▶ [Collected data]
■ ■ ■ ■ ■

// SPDX-License-Identifier: MPL-2.0
//! Input surface of the lazy image component.
//!
//! Enumerated options parse from the same strings a host would write in
//! markup (`"scale-down"`, `"use-credentials"`, `"50% 50%"`) and reject
//! anything else with [`Error::InvalidOption`].

use std::fmt;
use std::str::FromStr;

use iced::alignment::{Horizontal, Vertical};
use iced::widget::image::FilterMethod;
use iced::{Color, ContentFit};
use serde::{Deserialize, Serialize};

use super::source::ImageSource;
use crate::config::Config;
use crate::domain::{FadeDuration, PollInterval};
use crate::error::{Error, Result};

fn invalid(option: &str, value: &str) -> Error {
    Error::InvalidOption(format!("{option}: {value}"))
}

// =============================================================================
// Enumerated options
// =============================================================================

/// CORS mode. Only `UseCredentials` sends the configured credential.
#[derive(Debug, Clone, Copy, PartialEq, Eq)]
pub enum CrossOrigin {
    Anonymous,
    UseCredentials,
}

impl FromStr for CrossOrigin {
    type Err = Error;

    fn from_str(s: &str) -> Result<Self> {
        match s.trim() {
            "anonymous" => Ok(Self::Anonymous),
            "use-credentials" => Ok(Self::UseCredentials),
            other => Err(invalid("crossorigin", other)),
        }
    }
}

/// Load-priority hint.
#[derive(Debug, Clone, Copy, PartialEq, Eq, Default, Serialize, Deserialize)]
#[serde(rename_all = "kebab-case")]
pub enum Loading {
    /// Fetch as soon as a source is set.
    Eager,
    /// Fetch once the host reports the widget as revealed.
    #[default]
    Lazy,
}

impl FromStr for Loading {
    type Err = Error;

    fn from_str(s: &str) -> Result<Self> {
        match s.trim() {
            "eager" => Ok(Self::Eager),
            "lazy" => Ok(Self::Lazy),
            other => Err(invalid("loading", other)),
        }
    }
}

/// How the image fills its box.
#[derive(Debug, Clone, Copy, PartialEq, Eq, Default, Serialize, Deserialize)]
#[serde(rename_all = "kebab-case")]
pub enum Fit {
    #[default]
    Cover,
    Fill,
    Contain,
    None,
    ScaleDown,
}

impl Fit {
    #[must_use]
    pub fn to_content_fit(self) -> ContentFit {
        match self {
            Fit::Cover => ContentFit::Cover,
            Fit::Fill => ContentFit::Fill,
            Fit::Contain => ContentFit::Contain,
            Fit::None => ContentFit::None,
            Fit::ScaleDown => ContentFit::ScaleDown,
        }
    }
}

impl FromStr for Fit {
    type Err = Error;

    fn from_str(s: &str) -> Result<Self> {
        match s.trim() {
            "cover" => Ok(Self::Cover),
            "fill" => Ok(Self::Fill),
            "contain" => Ok(Self::Contain),
            "none" => Ok(Self::None),
            "scale-down" => Ok(Self::ScaleDown),
            other => Err(invalid("fit", other)),
        }
    }
}

// =============================================================================
// ObjectPosition
// =============================================================================

/// Alignment of the image inside its box, as fractions of the free space
/// (`0.0` = start, `1.0` = end).
#[derive(Debug, Clone, Copy, PartialEq)]
pub struct ObjectPosition {
    pub x: f32,
    pub y: f32,
}

impl Default for ObjectPosition {
    fn default() -> Self {
        Self { x: 0.5, y: 0.5 }
    }
}

#[derive(Clone, Copy, PartialEq)]
enum Axis {
    X,
    Y,
    Either,
}

fn position_token(token: &str) -> Option<(Axis, f32)> {
    match token {
        "left" => Some((Axis::X, 0.0)),
        "right" => Some((Axis::X, 1.0)),
        "top" => Some((Axis::Y, 0.0)),
        "bottom" => Some((Axis::Y, 1.0)),
        "center" => Some((Axis::Either, 0.5)),
        _ => token
            .strip_suffix('%')?
            .parse::<f32>()
            .ok()
            .filter(|p| p.is_finite())
            .map(|p| (Axis::Either, p / 100.0)),
    }
}

impl ObjectPosition {
    /// Nearest alignment on the horizontal axis.
    #[must_use]
    pub fn horizontal(self) -> Horizontal {
        if self.x <= 0.25 {
            Horizontal::Left
        } else if self.x >= 0.75 {
            Horizontal::Right
        } else {
            Horizontal::Center
        }
    }

    /// Nearest alignment on the vertical axis.
    #[must_use]
    pub fn vertical(self) -> Vertical {
        if self.y <= 0.25 {
            Vertical::Top
        } else if self.y >= 0.75 {
            Vertical::Bottom
        } else {
            Vertical::Center
        }
    }
}

impl FromStr for ObjectPosition {
    type Err = Error;

    fn from_str(s: &str) -> Result<Self> {
        let tokens: Vec<&str> = s.split_whitespace().collect();
        let parsed: Option<Vec<(Axis, f32)>> = tokens.iter().map(|t| position_token(t)).collect();
        let parsed = parsed.ok_or_else(|| invalid("position", s))?;

        match parsed.as_slice() {
            [(Axis::Y, y)] => Ok(Self { x: 0.5, y: *y }),
            [(_, x)] => Ok(Self { x: *x, y: 0.5 }),
            // "top left" names the vertical axis first
            [(first_axis, first), (second_axis, second)] => match (first_axis, second_axis) {
                (Axis::X, Axis::X) | (Axis::Y, Axis::Y) => Err(invalid("position", s)),
                (Axis::Y, _) | (_, Axis::X) => Ok(Self {
                    x: *second,
                    y: *first,
                }),
                _ => Ok(Self {
                    x: *first,
                    y: *second,
                }),
            },
            _ => Err(invalid("position", s)),
        }
    }
}

impl fmt::Display for ObjectPosition {
    fn fmt(&self, f: &mut fmt::Formatter<'_>) -> fmt::Result {
        write!(f, "{}% {}%", self.x * 100.0, self.y * 100.0)
    }
}

// =============================================================================
// Dimensions and ratio
// =============================================================================

/// Explicit width or height of the component.
#[derive(Debug, Clone, Copy, PartialEq)]
pub enum Dimension {
    /// Logical pixels (`"120"` or `"120px"`).
    Fixed(f32),
    /// Take all available space (`"100%"`).
    Fill,
}

impl Dimension {
    #[must_use]
    pub fn fixed(self) -> Option<f32> {
        match self {
            Dimension::Fixed(px) => Some(px),
            Dimension::Fill => None,
        }
    }

    #[must_use]
    pub fn to_length(self) -> iced::Length {
        match self {
            Dimension::Fixed(px) => iced::Length::Fixed(px),
            Dimension::Fill => iced::Length::Fill,
        }
    }
}

impl FromStr for Dimension {
    type Err = Error;

    fn from_str(s: &str) -> Result<Self> {
        let trimmed = s.trim();
        if trimmed == "100%" {
            return Ok(Self::Fill);
        }
        trimmed
            .strip_suffix("px")
            .unwrap_or(trimmed)
            .parse::<f32>()
            .ok()
            .filter(|px| px.is_finite() && *px >= 0.0)
            .map(Self::Fixed)
            .ok_or_else(|| invalid("dimension", s))
    }
}

/// Explicit aspect ratio as width / height (`16/9`, `1.5`).
#[derive(Debug, Clone, Copy, PartialEq)]
pub struct AspectRatio(f32);

impl AspectRatio {
    /// `None` unless the ratio is finite and positive.
    #[must_use]
    pub fn new(value: f32) -> Option<Self> {
        (value.is_finite() && value > 0.0).then_some(Self(value))
    }

    #[must_use]
    pub fn value(self) -> f32 {
        self.0
    }
}

impl FromStr for AspectRatio {
    type Err = Error;

    fn from_str(s: &str) -> Result<Self> {
        let value = match s.split_once('/') {
            Some((w, h)) => {
                let w: f32 = w.trim().parse().map_err(|_| invalid("ratio", s))?;
                let h: f32 = h.trim().parse().map_err(|_| invalid("ratio", s))?;
                w / h
            }
            None => s.trim().parse().map_err(|_| invalid("ratio", s))?,
        };
        Self::new(value).ok_or_else(|| invalid("ratio", s))
    }
}

// =============================================================================
// Styling passthrough
// =============================================================================

/// Styling forwarded to every image layer.
#[derive(Debug, Clone, Copy, PartialEq)]
pub struct ImageStyle {
    pub filter: FilterMethod,
    /// Upper bound applied on top of the fade opacity.
    pub opacity: f32,
}

impl Default for ImageStyle {
    fn default() -> Self {
        Self {
            filter: FilterMethod::Linear,
            opacity: 1.0,
        }
    }
}

// =============================================================================
// Options
// =============================================================================

/// Every input of the component.
///
/// Built with chained setters:
///
/// ```
/// use iced_lazy_img::ui::lazy_image::options::{Fit, Options};
///
/// let options = Options::new()
///     .src("photos/cat.jpg")
///     .placeholder_src("photos/cat-tiny.jpg")
///     .fit(Fit::Contain);
///
/// assert_eq!(options.fit, Fit::Contain);
/// ```
#[derive(Debug, Clone, PartialEq)]
pub struct Options {
    pub src: Option<String>,
    pub srcset: Option<String>,
    pub sizes: Option<String>,
    pub alt: Option<String>,
    pub crossorigin: Option<CrossOrigin>,
    pub loading: Loading,
    pub width: Option<Dimension>,
    pub height: Option<Dimension>,
    pub ratio: Option<AspectRatio>,
    pub placeholder_src: Option<String>,
    pub fit: Fit,
    pub position: ObjectPosition,
    pub img_class: Vec<String>,
    pub img_style: ImageStyle,
    pub no_spinner: bool,
    pub no_native_menu: bool,
    pub spinner_color: Option<Color>,
    pub spinner_size: Option<f32>,
    pub poll_interval: PollInterval,
    pub image_fade: FadeDuration,
    pub content_fade: FadeDuration,
}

■ ■ ■ ■ ■

▶ [Task instructions] Among the records, find each line where the word "host" occurs, and copy it.

▶ [Answer below]
//! Enumerated options parse from the same strings a host would write in
    /// Fetch once the host reports the widget as revealed.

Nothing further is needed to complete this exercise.